Publication

Functional deficiencies of granulocyte-macrophage colony stimulating factor and interleukin-3 contribute to insulitis and destruction of beta cells

Journal Paper/Review - Aug 1, 2007

Units
PubMed
Doi

Citation
Enzler T, Gillessen Sommer S, Dougan M, Allison J, Neuberg D, Oble D, Mihm M, Dranoff G. Functional deficiencies of granulocyte-macrophage colony stimulating factor and interleukin-3 contribute to insulitis and destruction of beta cells. Blood 2007; 110:954-61.
Type
Journal Paper/Review (English)
Journal
Blood 2007; 110
Publication Date
Aug 1, 2007
Issn Print
0006-4971
Pages
954-61
Brief description/objective

The pathogenesis of type 1 diabetes (T1D) involves the immune-mediated destruction of insulin-producing beta cells in the pancreatic islets of Langerhans. Genetic analysis of families with a high incidence of T1D and nonobese diabetic (NOD) mice, a prototypical model of the disorder, uncovered multiple susceptibility loci, although most of the underlying immune defects remain to be delineated.

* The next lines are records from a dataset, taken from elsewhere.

// This Source Code Form is subject to the terms of the Mozilla Public
// License, v. 2.0. If a copy of the MPL was not distributed with this
// file, You can obtain one at http://mozilla.org/MPL/2.0/.

//! Errors associated with frames, headers and detector metadata.

use thiserror::Error;

#[derive(Error, Debug)]
pub enum ContextError {
    #[error("{file} is missing required header key {key}")]
    MissingKey { file: String, key: String },

    #[error(
        "Header technique '{got}' is not a pinhole technique; expected \
         'ECHELLE,PINHOLE' or 'ECHELLE,MULTI-PINHOLE'"
    )]
    UnexpectedTechnique { got: String },

    #[error("Unrecognised spectrograph arm '{got}'")]
    BadArm { got: String },

    #[error("{file} has no {column} column")]
    MissingColumn { file: String, column: String },

    #[error("{file} HDU {hdu} is not a {expected}")]
    BadHdu {
        file: String,
        hdu: String,
        expected: &'static str,
    },

    #[error("{file}: image data has {got} pixels but the header promises {expected}")]
    BadShape {
        file: String,
        got: usize,
        expected: usize,
    },

    #[error("No predicted-line catalogue registered for mode {mode} at binning {binning}")]
    NoCatalogueForBinning { mode: String, binning: String },

    #[error("Couldn't parse detector profile {file}: {err}")]
    ProfileParse {
        file: String,
        err: serde_yaml::Error,
    },

    #[error("cfitsio error when handling {file}: {err}")]
    Fits {
        file: String,
        err: fitsio::errors::Error,
    },

    #[error("IO error when handling {file}: {err}")]
    Io { file: String, err: std::io::Error },
}
// This Source Code Form is subject to the terms of the Mozilla Public
// License, v. 2.0. If a copy of the MPL was not distributed with this
// file, You can obtain one at http://mozilla.org/MPL/2.0/.

//! Reading the predicted arc-line catalogue.
//!
//! The catalogue is a static FITS table of anticipated line positions, one
//! per (order, wavelength, slit position), pre-computed for a given detector
//! binning and pinhole mode. It seeds the centroider with detector-pixel
//! guesses; nothing in it is fitted directly.

#[cfg(test)]
mod tests;

use std::path::Path;

use fitsio::FitsFile;
use log::{debug, info};
use thiserror::Error;

use crate::context::{resolve_column, PinholeMode};
use crate::poly::SpectralRows;

#[derive(Error, Debug)]
pub enum CatalogueError {
    #[error("Predicted-line catalogue {file} has no {column} column")]
    MissingColumn { file: String, column: String },

    #[error("Predicted-line catalogue {file} is empty")]
    Empty { file: String },

    #[error(
        "Predicted-line catalogue {file} has no rows at the mid-slit index {mid_slit_index}; \
         cannot seed a single-pinhole solution"
    )]
    NoMidSlitLines { file: String, mid_slit_index: i32 },

    #[error("cfitsio error when reading {file}: {err}")]
    Fits {
        file: String,
        err: fitsio::errors::Error,
    },
}

/// The predicted line list as a struct-of-arrays. Every column has the same
/// length; derived per-line quantities produced downstream (observed
/// positions, residuals) are separate arrays of the same length.
#[derive(Debug, Clone, Default)]
pub struct LineTable {
    pub order: Vec<i32>,
    pub wavelength: Vec<f64>,
    pub slit_index: Vec<i32>,
    pub slit_position: Vec<f64>,
    pub detector_x: Vec<f64>,
    pub detector_y: Vec<f64>,
}

impl LineTable {
    pub fn len(&self) -> usize {
        self.order.len()
    }

    pub fn is_empty(&self) -> bool {
        self.order.is_empty()
    }

    /// Keep only the rows where `keep` is true. `keep` must have one entry
    /// per row.
    pub fn retain(&mut self, keep: &[bool]) {
        debug_assert_eq!(keep.len(), self.len());
        let mut it = keep.iter();
        self.order.retain(|_| *it.next().unwrap());
        let mut it = keep.iter();
        self.wavelength.retain(|_| *it.next().unwrap());
        let mut it = keep.iter();
        self.slit_index.retain(|_| *it.next().unwrap());
        let mut it = keep.iter();
        self.slit_position.retain(|_| *it.next().unwrap());
        let mut it = keep.iter();
        self.detector_x.retain(|_| *it.next().unwrap());
        let mut it = keep.iter();
        self.detector_y.retain(|_| *it.next().unwrap());
    }

    /// The `(m, λ, s)` view used by the polynomial kernel. The columns are
    /// guaranteed equal-length by construction.
    pub fn spectral_rows(&self) -> SpectralRows {
        SpectralRows {
            order: &self.order,
            wavelength: &self.wavelength,
            slit_position: &self.slit_position,
        }
    }
}

/// Read the predicted-line catalogue for one (mode, binning, arm)
/// combination. In single-pinhole mode only the mid-slit rows are retained;
/// this filter runs before anything downstream sees the table.
pub fn read_predicted_lines<P: AsRef<Path>>(
    path: P,
    mode: PinholeMode,
    mid_slit_index: i32,
) -> Result<LineTable, CatalogueError> {
    let file_str = path.as_ref().display().to_string();
    debug!("Reading predicted line list from {file_str}");

    let mut fits = FitsFile::open(path.as_ref()).map_err(|err| CatalogueError::Fits {
        file: file_str.clone(),
        err,
    })?;
    let hdu = fits.hdu(1).map_err(|err| CatalogueError::Fits {
        file: file_str.clone(),
        err,
    })?;

    // Column names are matched case-insensitively; `order` and `wavelength`
    // in particular appear in both cases in the wild.
    let mut read_f64 = |fits: &mut FitsFile, name: &str| -> Result<Vec<f64>, CatalogueError> {
        let column =
            resolve_column(&hdu.info, name).ok_or_else(|| CatalogueError::MissingColumn {
                file: file_str.clone(),
                column: name.to_string(),
            })?;
        hdu.read_col(fits, &column).map_err(|err| CatalogueError::Fits {
            file: file_str.clone(),
            err,
        })
    };

    let order_f64 = read_f64(&mut fits, "order")?;
    let wavelength = read_f64(&mut fits, "wavelength")?;
    let slit_index_f64 = read_f64(&mut fits, "slit_index")?;
    let slit_position = read_f64(&mut fits, "slit_position")?;
    let detector_x = read_f64(&mut fits, "detector_x")?;
    let detector_y = read_f64(&mut fits, "detector_y")?;

    let mut table = LineTable {
        order: order_f64.iter().map(|&o| o as i32).collect(),
        wavelength,
        slit_index: slit_index_f64.iter().map(|&s| s as i32).collect(),
        slit_position,
        detector_x,
        detector_y,
    };
    if table.is_empty() {
        return Err(CatalogueError::Empty { file: file_str });
    }

    let total = table.len();
    if mode == PinholeMode::Single {
        let keep: Vec<bool> = table
            .slit_index
            .iter()
            .map(|&k| k == mid_slit_index)
            .collect();
        table.retain(&keep);
        if table.is_empty() {
            return Err(CatalogueError::NoMidSlitLines {
                file: file_str,
                mid_slit_index,
            });
        }
    }

    info!(
        "Predicted line list: {} of {} rows retained ({mode} pinhole)",
        table.len(),
        total
    );
    Ok(table)
}
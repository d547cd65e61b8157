// This Source Code Form is subject to the terms of the Mozilla Public
// License, v. 2.0. If a copy of the MPL was not distributed with this
// file, You can obtain one at http://mozilla.org/MPL/2.0/.

//! Dispersion-solution core for echelle-spectrograph data reduction.
//!
//! Given a calibrated pinhole arc-lamp frame and a predicted line catalogue,
//! dispersol locates each arc line on the detector, fits a pair of global
//! Chebyshev polynomials mapping `(order, wavelength, slit position)` to
//! detector `(x, y)`, and inverts the fitted map into per-pixel wavelength
//! and slit-position rasters.

pub mod catalogue;
pub mod centroid;
pub(crate) mod constants;
pub mod context;
pub(crate) mod error;
pub mod fitter;
pub(crate) mod math;
pub mod params;
#[cfg(feature = "plotting")]
pub(crate) mod plotting;
pub mod poly;
pub mod qc;
pub mod raster;
pub mod shift;
pub mod solutions;
pub mod solve;

// Re-exports.
pub use catalogue::LineTable;
pub use centroid::{detect_lines, DetectedLines};
pub use context::{
    Arm, Binning, DetectorProfile, DispersionAxis, Frame, FrameHeader, OrderRange, PinholeMode,
};
pub use error::DispersolError;
pub use fitter::{fit_dispersion_polynomials, ClipConfig, FitSolution, ResidualStats};
pub use params::RecipeConfig;
pub use qc::{ProductRecord, QcRecord, QcSink, QcValue};
pub use raster::{build_raster_maps, RasterConfig, RasterGeometry, RasterMaps};
pub use solutions::{read_map, write_map, DispersionMap};
pub use solve::{solve_dispersion, SolveProducts, SolveRequest};
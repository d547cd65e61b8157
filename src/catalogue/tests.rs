// This Source Code Form is subject to the terms of the Mozilla Public
// License, v. 2.0. If a copy of the MPL was not distributed with this
// file, You can obtain one at http://mozilla.org/MPL/2.0/.

use std::path::{Path, PathBuf};

use fitsio::tables::{ColumnDataType, ColumnDescription};
use fitsio::FitsFile;

use super::*;

/// Write a small catalogue: 3 orders x 4 wavelengths x 12 slit positions,
/// with mixed-case column names as found in the wild.
fn write_catalogue(dir: &Path) -> PathBuf {
    let path = dir.join("predicted_lines.fits");
    let mut fits = FitsFile::create(&path).open().unwrap();

    let mut orders = vec![];
    let mut wavelengths = vec![];
    let mut slit_indexes = vec![];
    let mut slit_positions = vec![];
    let mut xs = vec![];
    let mut ys = vec![];
    for order in 10..13_i32 {
        for w in 0..4 {
            for k in 0..12_i32 {
                orders.push(order);
                wavelengths.push(500.0 + f64::from(order) * 30.0 + f64::from(w) * 5.0);
                slit_indexes.push(k);
                slit_positions.push(f64::from(k) - 5.5);
                xs.push(100.0 + f64::from(w) * 10.0);
                ys.push(200.0 + f64::from(order) * 50.0 + f64::from(k));
            }
        }
    }

    let descriptions = vec![
        ColumnDescription::new("Order")
            .with_type(ColumnDataType::Int)
            .create()
            .unwrap(),
        ColumnDescription::new("Wavelength")
            .with_type(ColumnDataType::Double)
            .create()
            .unwrap(),
        ColumnDescription::new("slit_index")
            .with_type(ColumnDataType::Int)
            .create()
            .unwrap(),
        ColumnDescription::new("slit_position")
            .with_type(ColumnDataType::Double)
            .create()
            .unwrap(),
        ColumnDescription::new("detector_x")
            .with_type(ColumnDataType::Double)
            .create()
            .unwrap(),
        ColumnDescription::new("detector_y")
            .with_type(ColumnDataType::Double)
            .create()
            .unwrap(),
    ];
    let hdu = fits.create_table("LINES", &descriptions).unwrap();
    hdu.write_col(&mut fits, "Order", &orders).unwrap();
    hdu.write_col(&mut fits, "Wavelength", &wavelengths).unwrap();
    hdu.write_col(&mut fits, "slit_index", &slit_indexes).unwrap();
    hdu.write_col(&mut fits, "slit_position", &slit_positions)
        .unwrap();
    hdu.write_col(&mut fits, "detector_x", &xs).unwrap();
    hdu.write_col(&mut fits, "detector_y", &ys).unwrap();
    path
}

#[test]
fn multi_mode_keeps_every_row() {
    let tmp_dir = tempfile::tempdir().unwrap();
    let path = write_catalogue(tmp_dir.path());

    let table = read_predicted_lines(&path, PinholeMode::Multi, 5).unwrap();
    assert_eq!(table.len(), 3 * 4 * 12);
    // Column lengths always agree.
    assert_eq!(table.wavelength.len(), table.len());
    assert_eq!(table.detector_y.len(), table.len());
}

#[test]
fn single_mode_keeps_only_mid_slit_rows() {
    let tmp_dir = tempfile::tempdir().unwrap();
    let path = write_catalogue(tmp_dir.path());

    let table = read_predicted_lines(&path, PinholeMode::Single, 5).unwrap();
    assert_eq!(table.len(), 3 * 4);
    assert!(table.slit_index.iter().all(|&k| k == 5));
    // The mid pinhole sits just off slit centre in this catalogue.
    assert!(table.slit_position.iter().all(|&s| (s + 0.5).abs() < 1e-12));
}

#[test]
fn missing_mid_slit_rows_is_an_error() {
    let tmp_dir = tempfile::tempdir().unwrap();
    let path = write_catalogue(tmp_dir.path());

    match read_predicted_lines(&path, PinholeMode::Single, 99) {
        Err(CatalogueError::NoMidSlitLines {
            mid_slit_index: 99, ..
        }) => (),
        other => panic!("expected NoMidSlitLines, got {:?}", other),
    }
}

#[test]
fn missing_column_is_reported_by_name() {
    let tmp_dir = tempfile::tempdir().unwrap();
    let path = tmp_dir.path().join("bad.fits");
    {
        let mut fits = FitsFile::create(&path).open().unwrap();
        let descriptions = vec![ColumnDescription::new("order")
            .with_type(ColumnDataType::Int)
            .create()
            .unwrap()];
        let hdu = fits.create_table("LINES", &descriptions).unwrap();
        hdu.write_col(&mut fits, "order", &[10_i32, 11]).unwrap();
    }

    match read_predicted_lines(&path, PinholeMode::Multi, 5) {
        Err(CatalogueError::MissingColumn { column, .. }) => {
            assert_eq!(column, "wavelength");
        }
        other => panic!("expected MissingColumn, got {:?}", other),
    }
}

#[test]
fn retain_filters_all_columns_in_step() {
    let mut table = LineTable {
        order: vec![1, 2, 3, 4],
        wavelength: vec![10.0, 20.0, 30.0, 40.0],
        slit_index: vec![0, 1, 2, 3],
        slit_position: vec![0.1, 0.2, 0.3, 0.4],
        detector_x: vec![1.0, 2.0, 3.0, 4.0],
        detector_y: vec![5.0, 6.0, 7.0, 8.0],
    };
    table.retain(&[true, false, true, false]);
    assert_eq!(table.order, vec![1, 3]);
    assert_eq!(table.wavelength, vec![10.0, 30.0]);
    assert_eq!(table.slit_index, vec![0, 2]);
    assert_eq!(table.detector_y, vec![5.0, 7.0]);
}
async fn insert_new_user(
    state: &AppState,
    submission: &SignupSubmission,
    email: &str,
    image: &str,
) -> Result<User, ApiError> {
    let registration_failed =
        || ApiError::Internal("Could not register user, please try again later.".to_string());

    let existing = state
        .repo
        .find_user_by_email(email)
        .await
        .map_err(|_| registration_failed())?;
    if existing.is_some() {
        return Err(ApiError::Conflict("User already exists.".to_string()));
    }

    let password_hash = hash_password(&submission.password, HASH_COST)
        .await
        .map_err(|e| {
            tracing::error!("password hashing failed during signup: {}", e);
            registration_failed()
        })?;

    state
        .repo
        .create_user(NewUser {
            name: submission.name.clone(),
            email: email.to_string(),
            password_hash,
            image: image.to_string(),
        })
        .await
        .map_err(|e| match e {
            // Two signups raced past the existence check; the unique constraint
            // decides, and the loser gets the same conflict answer.
            RepoError::DuplicateEmail => ApiError::Conflict("User already exists.".to_string()),
            _ => registration_failed(),
        })
}

/// login
///
/// [Public Route] Verifies credentials and answers with a fresh identity token.
///
/// Unknown email and wrong password produce byte-identical 403 responses so the
/// endpoint carries no account-enumeration signal. A failure of the verification
/// machinery itself, or of token signing, is a 500 instead; neither is ever
/// disguised as a credential problem.
#[utoipa::path(
    post,
    path = "/users/login",
    request_body = LoginRequest,
    responses(
        (status = 200, description = "Logged in", body = AuthResponse),
        (status = 403, description = "Invalid credentials")
    )
)]
pub async fn login(
    State(state): State<AppState>,
    Json(payload): Json<LoginRequest>,
) -> Result<Json<AuthResponse>, ApiError> {
    let login_failed = || {
        ApiError::Internal(
            "Could not log you in, please check your credentials and try again.".to_string(),
        )
    };

    let email = normalize_email(&payload.email);

    let user = state
        .repo
        .find_user_by_email(&email)
        .await
        .map_err(|_| login_failed())?
        .ok_or(ApiError::InvalidCredentials)?;

    let valid = verify_password(&payload.password, &user.password_hash)
        .await
        .map_err(|e| {
            tracing::error!("password verification failed during login: {}", e);
            login_failed()
        })?;

    if !valid {
        return Err(ApiError::InvalidCredentials);
    }

    let token = issue_token(&state.config, user.id, &user.email).map_err(|e| {
        tracing::error!("token signing failed during login: {:?}", e);
        login_failed()
    })?;

    Ok(Json(AuthResponse {
        user_id: user.id,
        email: user.email,
        token,
    }))
}

// --- Fallback ---

/// route_not_found
///
/// Uniform answer for unmatched routes.
pub async fn route_not_found() -> ApiError {
    ApiError::NotFound("Could not find this route.".to_string())
}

Here we report that aged mice doubly deficient in granulocyte-macrophage colony-stimulating factor (GM-CSF) and interleukin-3 (IL-3) manifest insulitis, destruction of insulin-producing beta cells, and compromised glucose homeostasis. Macrophages from mutant mice produce increased levels of p40 after LPS stimulation, whereas concurrent ablation of interferon-gamma (IFN-gamma) ameliorates the disease. The administration of antibodies that block cytotoxic T lymphocyte associated antigen-4 (CTLA-4) to young mutant mice precipitates the onset of insulitis and hyperglycemia. These results, together with previous reports of impaired hematopoietic responses to GM-CSF and IL-3 in patients with T1D and in NOD mice, indicate that functional deficiencies of these cytokines contribute to diabetes.